Perfluorodecanoic acid (PFDA) is a potent peroxisome proliferator that causes hepatotoxicity but lacks tumor-promoting activity in rats. We previously showed that a single dose of PFDA at 50 mg/kg (approximately LD50) causes an elevation in liver phosphocholine (PCho) and other effects related to phospholipid metabolism. In this study, we examined metabolic effects in the dose range 2-50 mg/kg in rats. At doses < or =20 mg/kg, PFDA is significantly less hepatotoxic than the LD50 as manifested by electron microscopy and measurements of daily food consumption and body weight. At 50 mg/kg rat serum tumor necrosis factor (TNF)-alpha concentration was increased 8-fold, while at 15 mg/kg there was no apparent increase in this cytokine. This lower dose, however, induces metabolic effects similar to those seen at the LD50. Liver fatty acyl-CoA oxidase activity showed a dose-dependent increase from 5-25 mg/kg PFDA. Treatments at 15 and 50 mg/kg caused a significant increase in liver phosphatidylcholine (28 and 66%) and phosphatidylethanolamine (31 and 74%). Both doses caused a significant increase in liver PCho but did not affect liver ATP levels, as manifested in 31P nuclear magnetic resonance (NMR) spectra from rat livers in vivo. These data suggest that the increase in liver [PCho] observed following PFDA exposure in rats represents a specific metabolic response, rather than a broad-range hepatotoxic effect.

Studies of myo-inositol and plasmalogen metabolism in rat brain.

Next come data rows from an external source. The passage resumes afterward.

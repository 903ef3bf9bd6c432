//! Transaction tree
//!
//! Scopes of one logical transaction form a tree. Each node queues operations
//! per driver, executes them into driver transactions, and is eventually
//! marked `Commit` or `Rollback`. Settlement happens exactly once, as soon as
//! every node carries a marker:
//!
//! 1. Flatten the tree in pre-order (parents before children, siblings in
//!    creation order)
//! 2. Split at the first `Rollback` node: the prefix commits, the rest
//!    (including commit-marked scopes after it) rolls back
//! 3. Run rollback handles one at a time, latest node first
//! 4. If anything commits, clear the read cache, then run every commit handle
//! 5. Publish the outcome to every scope of the tree
//!
//! A rollback handle failing aborts settlement with `RollbackFailed`; no
//! commit handle runs afterwards.

use std::sync::atomic::{AtomicBool, Ordering};
use std::sync::{Arc, Mutex, MutexGuard};

use futures_util::future::{join_all, BoxFuture, FutureExt, Shared};
use serde_json::Value;
use tokio::sync::oneshot;
use tracing::{debug, info, warn};

use crate::data::BatchCache;
use crate::driver::{Driver, DriverFuture, TransactionHandle, TxnOperation};
use crate::error::{ResolverError, ResolverResult};

/// Settled result shared by every scope of a tree: the commit set's data
pub type Outcome = ResolverResult<Vec<Value>>;

/// Final decision recorded on a scope
#[derive(Debug, Clone, Copy, PartialEq, Eq)]
pub enum Marker {
    Commit,
    Rollback,
}

struct Bucket {
    driver: Arc<dyn Driver>,
    ops: Vec<TxnOperation>,
}

#[derive(Default)]
struct Node {
    parent: Option<usize>,
    children: Vec<usize>,
    marker: Option<Marker>,
    buckets: Vec<Bucket>,
    handles: Vec<Arc<dyn TransactionHandle>>,
    data: Vec<Value>,
}

/// Handle synthesized for drivers without native transactions. Their work is
/// already applied; both decisions only invalidate cached reads.
struct CacheHandle {
    cache: Arc<BatchCache>,
}

impl TransactionHandle for CacheHandle {
    fn commit(&self) -> DriverFuture<'_, ()> {
        Box::pin(async move {
            self.cache.clear_all();
            Ok(())
        })
    }

    fn rollback(&self) -> DriverFuture<'_, ()> {
        Box::pin(async move {
            self.cache.clear_all();
            Ok(())
        })
    }
}

/// Arena of scopes sharing one outcome
pub struct TransactionTree {
    nodes: Mutex<Vec<Node>>,
    performed: AtomicBool,
    sender: Mutex<Option<oneshot::Sender<Outcome>>>,
    outcome: Shared<BoxFuture<'static, Outcome>>,
    cache: Arc<BatchCache>,
}

impl std::fmt::Debug for TransactionTree {
    fn fmt(&self, f: &mut std::fmt::Formatter<'_>) -> std::fmt::Result {
        f.debug_struct("TransactionTree")
            .field("nodes", &self.lock().len())
            .field("performed", &self.is_performed())
            .finish()
    }
}

impl TransactionTree {
    /// New tree holding only its root (node 0)
    pub fn new(cache: Arc<BatchCache>) -> Arc<Self> {
        let (sender, receiver) = oneshot::channel();
        let outcome = receiver
            .map(|received| {
                received.unwrap_or_else(|_| {
                    Err(ResolverError::driver("transaction tree dropped before settling"))
                })
            })
            .boxed()
            .shared();

        Arc::new(Self {
            nodes: Mutex::new(vec![Node::default()]),
            performed: AtomicBool::new(false),
            sender: Mutex::new(Some(sender)),
            outcome,
            cache,
        })
    }

    fn lock(&self) -> MutexGuard<'_, Vec<Node>> {
        self.nodes.lock().unwrap_or_else(|e| e.into_inner())
    }

    /// Attach a child scope under `parent`
    pub fn add_child(&self, parent: usize) -> usize {
        let mut nodes = self.lock();
        let index = nodes.len();
        nodes.push(Node {
            parent: Some(parent),
            ..Node::default()
        });
        if let Some(node) = nodes.get_mut(parent) {
            node.children.push(index);
        }
        index
    }

    pub fn parent(&self, node: usize) -> Option<usize> {
        self.lock().get(node).and_then(|n| n.parent)
    }

    pub fn marker(&self, node: usize) -> Option<Marker> {
        self.lock().get(node).and_then(|n| n.marker)
    }

    pub fn is_performed(&self) -> bool {
        self.performed.load(Ordering::SeqCst)
    }

    /// Queue an operation in the node's bucket for `driver`
    pub fn queue(&self, node: usize, driver: Arc<dyn Driver>, op: TxnOperation) {
        let mut nodes = self.lock();
        let Some(node) = nodes.get_mut(node) else {
            return;
        };
        match node
            .buckets
            .iter_mut()
            .find(|b| b.driver.name() == driver.name())
        {
            Some(bucket) => bucket.ops.push(op),
            None => node.buckets.push(Bucket {
                driver,
                ops: vec![op],
            }),
        }
    }

    /// Record a decision. A rollback always wins over a commit.
    pub fn mark(&self, node: usize, marker: Marker) {
        let mut nodes = self.lock();
        if let Some(node) = nodes.get_mut(node) {
            if node.marker != Some(Marker::Rollback) {
                node.marker = Some(marker);
            }
        }
    }

    /// Node indexes in pre-order
    pub fn flatten(&self) -> Vec<usize> {
        flatten(&self.lock())
    }

    /// Commit and rollback sets, once every node is marked
    pub fn ready(&self) -> Option<(Vec<usize>, Vec<usize>)> {
        let nodes = self.lock();
        let order = flatten(&nodes);
        if order.iter().any(|&i| nodes[i].marker.is_none()) {
            return None;
        }
        let split = order
            .iter()
            .position(|&i| nodes[i].marker == Some(Marker::Rollback))
            .unwrap_or(order.len());
        let rollbacks = order[split..].to_vec();
        let mut commits = order;
        commits.truncate(split);
        Some((commits, rollbacks))
    }

    /// Run the node's buckets: native transactions where supported, plain
    /// sequential execution otherwise. Handles are kept even on failure.
    pub async fn exec(&self, node: usize) -> ResolverResult<Vec<Value>> {
        let buckets = match self.lock().get_mut(node) {
            Some(node) => std::mem::take(&mut node.buckets),
            None => return Ok(Vec::new()),
        };

        let runs = buckets.into_iter().map(|bucket| self.exec_bucket(bucket));
        let results = join_all(runs).await;

        let mut data = Vec::new();
        let mut failure = None;
        {
            let mut nodes = self.lock();
            for (result, handle) in results {
                if let (Some(handle), Some(node)) = (handle, nodes.get_mut(node)) {
                    node.handles.push(handle);
                }
                match result {
                    Ok(values) => data.extend(values),
                    Err(e) => {
                        failure.get_or_insert(e);
                    }
                }
            }
            if let Some(node) = nodes.get_mut(node) {
                node.data.extend(data.iter().cloned());
            }
        }

        match failure {
            Some(e) => Err(e),
            None => Ok(data),
        }
    }

    async fn exec_bucket(
        &self,
        bucket: Bucket,
    ) -> (ResolverResult<Vec<Value>>, Option<Arc<dyn TransactionHandle>>) {
        let Bucket { driver, ops } = bucket;
        debug!(driver = %driver.name(), ops = ops.len(), "executing bucket");

        if driver.directives().transactions {
            return match driver.transaction(ops).await {
                Ok(txn) => (txn.data, Some(txn.handle)),
                Err(e) => (Err(e), None),
            };
        }

        let handle: Arc<dyn TransactionHandle> = Arc::new(CacheHandle {
            cache: Arc::clone(&self.cache),
        });
        let mut values = Vec::with_capacity(ops.len());
        for op in ops {
            match op.execute(None).await {
                Ok(value) => values.push(value),
                Err(e) => return (Err(e), Some(handle)),
            }
        }
        (Ok(values), Some(handle))
    }

    /// Settle the tree if it is ready and nobody settled it yet
    pub async fn perform(&self) {
        let Some((commits, rollbacks)) = self.ready() else {
            return;
        };
        if self.performed.swap(true, Ordering::SeqCst) {
            return;
        }

        let (rollback_handles, commit_handles, commit_data) = {
            let nodes = self.lock();
            let rollback_handles: Vec<_> = rollbacks
                .iter()
                .rev()
                .flat_map(|&i| nodes[i].handles.iter().rev().cloned())
                .collect();
            let commit_handles: Vec<_> = commits
                .iter()
                .flat_map(|&i| nodes[i].handles.iter().cloned())
                .collect();
            let commit_data: Vec<Value> = commits
                .iter()
                .flat_map(|&i| nodes[i].data.iter().cloned())
                .collect();
            (rollback_handles, commit_handles, commit_data)
        };

        info!(
            commits = commits.len(),
            rollbacks = rollbacks.len(),
            "settling transaction tree"
        );
        let outcome = self
            .settle(rollback_handles, commit_handles, commit_data, !commits.is_empty())
            .await;

        let sender = self
            .sender
            .lock()
            .unwrap_or_else(|e| e.into_inner())
            .take();
        if let Some(sender) = sender {
            let _ = sender.send(outcome);
        }
    }

    async fn settle(
        &self,
        rollback_handles: Vec<Arc<dyn TransactionHandle>>,
        commit_handles: Vec<Arc<dyn TransactionHandle>>,
        commit_data: Vec<Value>,
        has_commits: bool,
    ) -> Outcome {
        for handle in &rollback_handles {
            if let Err(e) = handle.rollback().await {
                warn!(error = %e, "rollback handle failed");
                return Err(ResolverError::rollback_failed(None, e));
            }
        }

        if has_commits {
            self.cache.clear_all();
        }
        let results = join_all(commit_handles.iter().map(|h| h.commit())).await;
        for result in results {
            result?;
        }
        Ok(commit_data)
    }

    /// Outcome shared by every scope; resolves once the tree settles
    pub fn outcome(&self) -> Shared<BoxFuture<'static, Outcome>> {
        self.outcome.clone()
    }
}

fn flatten(nodes: &[Node]) -> Vec<usize> {
    let mut order = Vec::with_capacity(nodes.len());
    if nodes.is_empty() {
        return order;
    }
    let mut stack = vec![0];
    while let Some(index) = stack.pop() {
        order.push(index);
        stack.extend(nodes[index].children.iter().rev());
    }
    order
}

Plasmalogens are ether-linked phospholipids that are abundant in nervous tissues. Their biological role is unclear, but may involve membrane structure/function and antioxidant activities. This study further investigates a recent report that chronic administration of myo-inositol in rats increased brain phosphatidylethanolamine plasmalogen (PlsEtn). We examined the effects of myo-inositol administration on the incorporation of [2-13C]ethanolamine ([2-13C]Etn) into rat brain phospholipids using NMR spectroscopy. Rats received either acute myo-inositol (single dose) ± [2-13C]Etn, or chronic myo-inositol (10-day treatment) + [2-13C]Etn. Controls received saline rather than myo-inositol. Acute myo-inositol produced a 68% increase in brain [myo-inositol] and an increase in the incorporation of [2-13C]Etn into phospholipids (P < .05). The PlsEtn/phosphatidylethanolamine ratio and the [PlsEtn] were increased by 27% and 30%, respectively. The PlsEtn content as a mole percentage of total phospholipids was elevated (P ≤ .05). Acute administration of myo-inositol + ethanolamine illustrates a positive correlation between the brain [myo-inositol] and the biosynthesis of ethanolamine phospholipids, with preferential synthesis of PlsEtn.